A Perez-Andujar*, J Chen , A Garcia , D Haas-Kogan , University of San Francisco, San Francisco, CA


SU-E-T-371 Sunday 3:00PM - 6:00PM Room: Exhibit Hall

Purpose: New techniques have been developed to deliver more conformal treatments to the craniospinal axis. One concern, however, is the widespread low dose delivered and implications for possible late effects. The purpose of this work is for the first time to validate the organ doses calculated by the treatment planning system (TPS), including out-of-field doses for a pediatric craniospinal treatment (CSI).

Methods: A CSI plan prescribed to 23.4 Gy and a posterior fossa boost plan to 30.6 Gy (total dose 54.0 Gy) was developed for a pediatric anthropomorphic phantom representing a 13 year-old-child. For the CSI plan, the planning target volumes (PTV) consisted of the brain and spinal cord with 2 mm and 5 mm expansions, respectively. Organs at risk (OAR) were contoured and included in the plan optimization. The plans were delivered on a helical tomotherapy unit. Thermoluminescent dosimeters (TLDs) were used to measure the dose at 54 positions within the PTV and OARs.

Results: For the CSI treatment, the mean percent difference between TPS dose calculations and measurements was 5% for the PTV and 10% for the OARs. For the boost, the average was 3% for the PTV. The percent difference for the OARs, which lie outside the field and received a small fraction of the prescription dose, varied from 15% to 200%. However in terms of absolute dose, the average difference between measurement and TPS per treatment Gy was 2 cGy/Gy and 3 mGy/Gy for the CSI and boost plans, respectively.

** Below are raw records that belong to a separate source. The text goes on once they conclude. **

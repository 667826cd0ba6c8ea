use crate::types::{ConversionRecord, ConversionStatus, PostbackTask};

/// Whether a conversion warrants a postback.
///
/// Only terminal outcomes are reported: approved, declined, refunded and
/// chargeback. Everything else is ignored without a trace.
pub fn should_trigger(record: &ConversionRecord) -> bool {
    matches!(
        record.conversion_status,
        ConversionStatus::Approved
            | ConversionStatus::Declined
            | ConversionStatus::Refunded
            | ConversionStatus::Chargeback
    )
}

/// Project a conversion onto the delivery task.
///
/// No validation happens here; a malformed record surfaces later as a
/// delivery failure.
pub fn build_task(record: &ConversionRecord) -> PostbackTask {
    PostbackTask {
        conversion_id: record.id.clone(),
        advertiser_id: record.advertiser_id.clone(),
        partner_id: record.partner_id.clone(),
        campaign_id: record.campaign_id.clone(),
        offer_id: record.offer_id.clone(),
        flow_id: record.flow_id.clone(),
        click_id: record.click_id.clone(),
        conversion_type: record.conversion_type,
        external_tx_id: record.external_tx_id.clone(),
        conversion_status: record.conversion_status.clone(),
        revenue: record.revenue.clone(),
        currency: record.currency.clone(),
        antifraud_level: record
            .antifraud_level
            .clone()
            .unwrap_or_else(|| "ok".to_string()),
    }
}

/// Filter and project in one step.
pub fn task_for(record: &ConversionRecord) -> Option<PostbackTask> {
    should_trigger(record).then(|| build_task(record))
}

#[cfg(test)]
mod tests {
    use super::*;
    use crate::types::ConversionType;

    fn record(status: &str) -> ConversionRecord {
        ConversionRecord::new("c1", "adv", "clk1", ConversionType::Purchase, status)
    }

    #[test]
    fn terminal_statuses_produce_exactly_one_task() {
        for status in ["approved", "declined", "refunded", "chargeback"] {
            assert!(task_for(&record(status)).is_some(), "{status}");
        }
    }

    #[test]
    fn other_statuses_are_ignored() {
        for status in ["pending", "hold", "trash", ""] {
            assert!(task_for(&record(status)).is_none(), "{status}");
        }
    }

    #[test]
    fn antifraud_level_defaults_to_ok() {
        let task = build_task(&record("approved"));
        assert_eq!(task.antifraud_level, "ok");

        let task = build_task(&record("approved").with_antifraud_level("suspicious"));
        assert_eq!(task.antifraud_level, "suspicious");
    }
}
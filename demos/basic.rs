use std::sync::Arc;

use postback_dispatcher::{
    ConversionRecord, ConversionType, EngineConfig, InMemoryDeliveryLog, InMemoryProfileStore,
    PostbackEngine, PostbackProfile,
};
use tracing_subscriber::EnvFilter;

#[tokio::main]
async fn main() -> Result<(), Box<dyn std::error::Error>> {
    tracing_subscriber::fmt()
        .with_env_filter(EnvFilter::try_from_default_env().unwrap_or_else(|_| "info".into()))
        .init();

    let config = EngineConfig::from_env()?;

    let profiles = Arc::new(InMemoryProfileStore::new());
    profiles
        .upsert(
            PostbackProfile::new(
                "adv_42",
                "https://tracker.example.com/pb?subid={click_id}&status={status}&payout={payout}",
            )
            .with_signature("supersecret", "{click_id}:{txid}:{status}"),
        )
        .await;

    let log = Arc::new(InMemoryDeliveryLog::new());
    let engine = PostbackEngine::start(config, profiles, log.clone()).await?;

    let conversion = ConversionRecord::new(
        "conv_123",
        "adv_42",
        "clk_abc",
        ConversionType::Purchase,
        "approved",
    )
    .with_external_tx_id("order_9")
    .with_revenue("19.90", "EUR");

    let submission = engine.submit_for_delivery(&conversion).await?;
    println!("submission: {submission:?}");
    println!("stats: {:?}", engine.queue_stats().await);

    engine.shutdown().await;
    for entry in log.entries().await {
        println!("attempt {} -> {:?} {:?}", entry.attempt, entry.response_code, entry.error);
    }
    Ok(())
}
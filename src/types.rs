use std::collections::{BTreeMap, HashMap};
use std::fmt;

use serde::{Deserialize, Serialize};

/// Kind of conversion reported by the tracking subsystem.
#[derive(Debug, Clone, Copy, PartialEq, Eq, Hash, Serialize, Deserialize)]
#[serde(rename_all = "lowercase")]
pub enum ConversionType {
    Registration,
    Purchase,
}

impl ConversionType {
    pub fn as_str(&self) -> &'static str {
        match self {
            ConversionType::Registration => "registration",
            ConversionType::Purchase => "purchase",
        }
    }
}

impl fmt::Display for ConversionType {
    fn fmt(&self, f: &mut fmt::Formatter<'_>) -> fmt::Result {
        f.write_str(self.as_str())
    }
}

/// Lifecycle status of a conversion.
///
/// The tracking subsystem owns the vocabulary; statuses this crate does not
/// know about are carried through as `Other`.
#[derive(Debug, Clone, PartialEq, Eq, Hash, Serialize, Deserialize)]
#[serde(from = "String", into = "String")]
pub enum ConversionStatus {
    Approved,
    Declined,
    Refunded,
    Chargeback,
    Pending,
    Other(String),
}

impl ConversionStatus {
    pub fn as_str(&self) -> &str {
        match self {
            ConversionStatus::Approved => "approved",
            ConversionStatus::Declined => "declined",
            ConversionStatus::Refunded => "refunded",
            ConversionStatus::Chargeback => "chargeback",
            ConversionStatus::Pending => "pending",
            ConversionStatus::Other(s) => s.as_str(),
        }
    }
}

impl From<&str> for ConversionStatus {
    fn from(value: &str) -> Self {
        match value {
            "approved" => ConversionStatus::Approved,
            "declined" => ConversionStatus::Declined,
            "refunded" => ConversionStatus::Refunded,
            "chargeback" => ConversionStatus::Chargeback,
            "pending" => ConversionStatus::Pending,
            other => ConversionStatus::Other(other.to_string()),
        }
    }
}

impl From<String> for ConversionStatus {
    fn from(value: String) -> Self {
        ConversionStatus::from(value.as_str())
    }
}

impl From<ConversionStatus> for String {
    fn from(value: ConversionStatus) -> Self {
        value.as_str().to_string()
    }
}

impl fmt::Display for ConversionStatus {
    fn fmt(&self, f: &mut fmt::Formatter<'_>) -> fmt::Result {
        f.write_str(self.as_str())
    }
}

/// A finalized conversion handed over by the tracking subsystem.
///
/// Immutable once submitted; the engine only ever reads it.
#[derive(Debug, Clone, Serialize, Deserialize)]
pub struct ConversionRecord {
    pub id: String,
    pub advertiser_id: String,
    pub partner_id: Option<String>,
    pub campaign_id: Option<String>,
    pub offer_id: Option<String>,
    pub flow_id: Option<String>,
    pub click_id: String,
    pub conversion_type: ConversionType,
    pub external_tx_id: String,
    pub currency: String,
    /// Decimal amount as reported, e.g. `"10.00"`.
    pub revenue: String,
    pub conversion_status: ConversionStatus,
    pub antifraud_level: Option<String>,
    #[serde(default)]
    pub details: serde_json::Value,
}

impl ConversionRecord {
    pub fn new(
        id: impl Into<String>,
        advertiser_id: impl Into<String>,
        click_id: impl Into<String>,
        conversion_type: ConversionType,
        conversion_status: impl Into<ConversionStatus>,
    ) -> Self {
        Self {
            id: id.into(),
            advertiser_id: advertiser_id.into(),
            partner_id: None,
            campaign_id: None,
            offer_id: None,
            flow_id: None,
            click_id: click_id.into(),
            conversion_type,
            external_tx_id: String::new(),
            currency: "USD".to_string(),
            revenue: "0".to_string(),
            conversion_status: conversion_status.into(),
            antifraud_level: None,
            details: serde_json::Value::Null,
        }
    }

    pub fn with_partner_id(mut self, partner_id: impl Into<String>) -> Self {
        self.partner_id = Some(partner_id.into());
        self
    }

    pub fn with_campaign(
        mut self,
        campaign_id: impl Into<String>,
        offer_id: impl Into<String>,
        flow_id: impl Into<String>,
    ) -> Self {
        self.campaign_id = Some(campaign_id.into());
        self.offer_id = Some(offer_id.into());
        self.flow_id = Some(flow_id.into());
        self
    }

    pub fn with_external_tx_id(mut self, tx_id: impl Into<String>) -> Self {
        self.external_tx_id = tx_id.into();
        self
    }

    pub fn with_revenue(mut self, revenue: impl Into<String>, currency: impl Into<String>) -> Self {
        self.revenue = revenue.into();
        self.currency = currency.into();
        self
    }

    pub fn with_antifraud_level(mut self, level: impl Into<String>) -> Self {
        self.antifraud_level = Some(level.into());
        self
    }

    pub fn with_details(mut self, details: serde_json::Value) -> Self {
        self.details = details;
        self
    }
}

/// Engine-internal projection of a [`ConversionRecord`].
///
/// This is also the broker wire payload.
#[derive(Debug, Clone, PartialEq, Eq, Serialize, Deserialize)]
pub struct PostbackTask {
    pub conversion_id: String,
    pub advertiser_id: String,
    pub partner_id: Option<String>,
    pub campaign_id: Option<String>,
    pub offer_id: Option<String>,
    pub flow_id: Option<String>,
    pub click_id: String,
    pub conversion_type: ConversionType,
    pub external_tx_id: String,
    pub conversion_status: ConversionStatus,
    pub revenue: String,
    pub currency: String,
    pub antifraud_level: String,
}

#[derive(Debug, Clone, Copy, PartialEq, Eq, Default, Serialize, Deserialize)]
#[serde(rename_all = "UPPERCASE")]
pub enum HttpMethod {
    #[default]
    Get,
    Post,
}

impl HttpMethod {
    pub fn as_str(&self) -> &'static str {
        match self {
            HttpMethod::Get => "GET",
            HttpMethod::Post => "POST",
        }
    }
}

/// Credentials injected into every request after template substitution.
#[derive(Debug, Clone, PartialEq, Eq, Serialize, Deserialize)]
#[serde(tag = "kind", rename_all = "lowercase")]
pub enum AuthInjection {
    Query { key: String, value: String },
    Header { name: String, value: String },
}

/// Keyed signature settings for a profile.
#[derive(Debug, Clone, PartialEq, Eq, Serialize, Deserialize)]
#[serde(default)]
pub struct SignatureConfig {
    pub enabled: bool,
    pub secret: String,
    /// Template rendered with the same macros as the URL, then signed.
    pub payload_template: String,
    /// Query parameter that carries the signature.
    pub param_name: String,
    /// Header that carries the signature.
    pub header_name: String,
}

impl Default for SignatureConfig {
    fn default() -> Self {
        Self {
            enabled: false,
            secret: String::new(),
            payload_template: String::new(),
            param_name: "signature".to_string(),
            header_name: "X-Postback-Signature".to_string(),
        }
    }
}

/// Advertiser/tracker delivery configuration.
///
/// Owned by an external configuration store; the engine treats it as
/// read-only.
#[derive(Debug, Clone, Serialize, Deserialize)]
#[serde(default)]
pub struct PostbackProfile {
    pub advertiser_id: String,
    pub url_template: String,
    pub method: HttpMethod,
    pub auth: Option<AuthInjection>,
    /// Advertiser-defined macros, key to literal value.
    pub custom_params: BTreeMap<String, String>,
    /// `status_map[conversion_type][conversion_status]` to tracker label.
    pub status_map: HashMap<String, HashMap<String, String>>,
    pub signature: SignatureConfig,
    /// Optional POST body template; the default JSON body is sent otherwise.
    pub body_template: Option<String>,
    pub timeout_ms: u64,
    pub backoff_base_secs: u64,
}

impl Default for PostbackProfile {
    fn default() -> Self {
        Self {
            advertiser_id: String::new(),
            url_template: String::new(),
            method: HttpMethod::Get,
            auth: None,
            custom_params: BTreeMap::new(),
            status_map: HashMap::new(),
            signature: SignatureConfig::default(),
            body_template: None,
            timeout_ms: 10_000,
            backoff_base_secs: 2,
        }
    }
}

impl PostbackProfile {
    /// Create a GET profile with default timeout (10s) and backoff base (2s).
    pub fn new(advertiser_id: impl Into<String>, url_template: impl Into<String>) -> Self {
        Self {
            advertiser_id: advertiser_id.into(),
            url_template: url_template.into(),
            ..Self::default()
        }
    }

    pub fn with_method(mut self, method: HttpMethod) -> Self {
        self.method = method;
        self
    }

    pub fn with_auth(mut self, auth: AuthInjection) -> Self {
        self.auth = Some(auth);
        self
    }

    pub fn with_custom_param(mut self, key: impl Into<String>, value: impl Into<String>) -> Self {
        self.custom_params.insert(key.into(), value.into());
        self
    }

    /// Map `(conversion_type, conversion_status)` to the label the tracker expects.
    pub fn with_status_label(
        mut self,
        conversion_type: ConversionType,
        status: impl Into<ConversionStatus>,
        label: impl Into<String>,
    ) -> Self {
        self.status_map
            .entry(conversion_type.as_str().to_string())
            .or_default()
            .insert(status.into().as_str().to_string(), label.into());
        self
    }

    pub fn with_signature(
        mut self,
        secret: impl Into<String>,
        payload_template: impl Into<String>,
    ) -> Self {
        self.signature.enabled = true;
        self.signature.secret = secret.into();
        self.signature.payload_template = payload_template.into();
        self
    }

    pub fn with_signature_param(mut self, param_name: impl Into<String>) -> Self {
        self.signature.param_name = param_name.into();
        self
    }

    pub fn with_body_template(mut self, template: impl Into<String>) -> Self {
        self.body_template = Some(template.into());
        self
    }

    pub fn with_timeout_ms(mut self, timeout_ms: u64) -> Self {
        self.timeout_ms = timeout_ms;
        self
    }

    pub fn with_backoff_base_secs(mut self, base: u64) -> Self {
        self.backoff_base_secs = base;
        self
    }
}

/// A [`PostbackTask`] wrapped with delivery metadata.
#[derive(Debug, Clone, PartialEq, Eq, Serialize, Deserialize)]
pub struct QueueJob {
    /// `postback_{conversion_id}_{enqueue_epoch_millis}`.
    pub job_id: String,
    pub task: PostbackTask,
    /// 1-based attempt number of the next delivery.
    pub attempt: u32,
    pub max_attempts: u32,
    pub scheduled_delay_ms: u64,
}

/// Which execution strategy the selector currently routes to.
#[derive(Debug, Clone, Copy, PartialEq, Eq, Serialize, Deserialize)]
#[serde(rename_all = "lowercase")]
pub enum ExecutionMode {
    Durable,
    Autonomous,
}

impl fmt::Display for ExecutionMode {
    fn fmt(&self, f: &mut fmt::Formatter<'_>) -> fmt::Result {
        match self {
            ExecutionMode::Durable => f.write_str("durable"),
            ExecutionMode::Autonomous => f.write_str("autonomous"),
        }
    }
}

/// Job counters for one queue backend.
#[derive(Debug, Clone, Copy, Default, PartialEq, Eq, Serialize, Deserialize)]
pub struct QueueStats {
    pub waiting: u64,
    pub active: u64,
    pub completed: u64,
    pub failed: u64,
    pub total: u64,
}

impl QueueStats {
    pub fn new(waiting: u64, active: u64, completed: u64, failed: u64) -> Self {
        Self {
            waiting,
            active,
            completed,
            failed,
            total: waiting + active + completed + failed,
        }
    }
}

/// Statistics surface consumed by the monitoring dashboard.
///
/// `error` is set when the durable broker could not be queried; the
/// counters then describe the in-process backend only.
#[derive(Debug, Clone, PartialEq, Eq, Serialize, Deserialize)]
pub struct QueueStatsReport {
    pub mode: ExecutionMode,
    #[serde(flatten)]
    pub stats: QueueStats,
    pub error: Option<String>,
}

Conclusion: There was good agreement between doses calculated by the TPS and measurements for the CSI treatment. Higher percent differences were observed for out-of-field doses in the boost plan, but absolute dose differences were very small compared to the prescription dose. These findings can help in the estimation of late effects after radiotherapy for pediatric patients.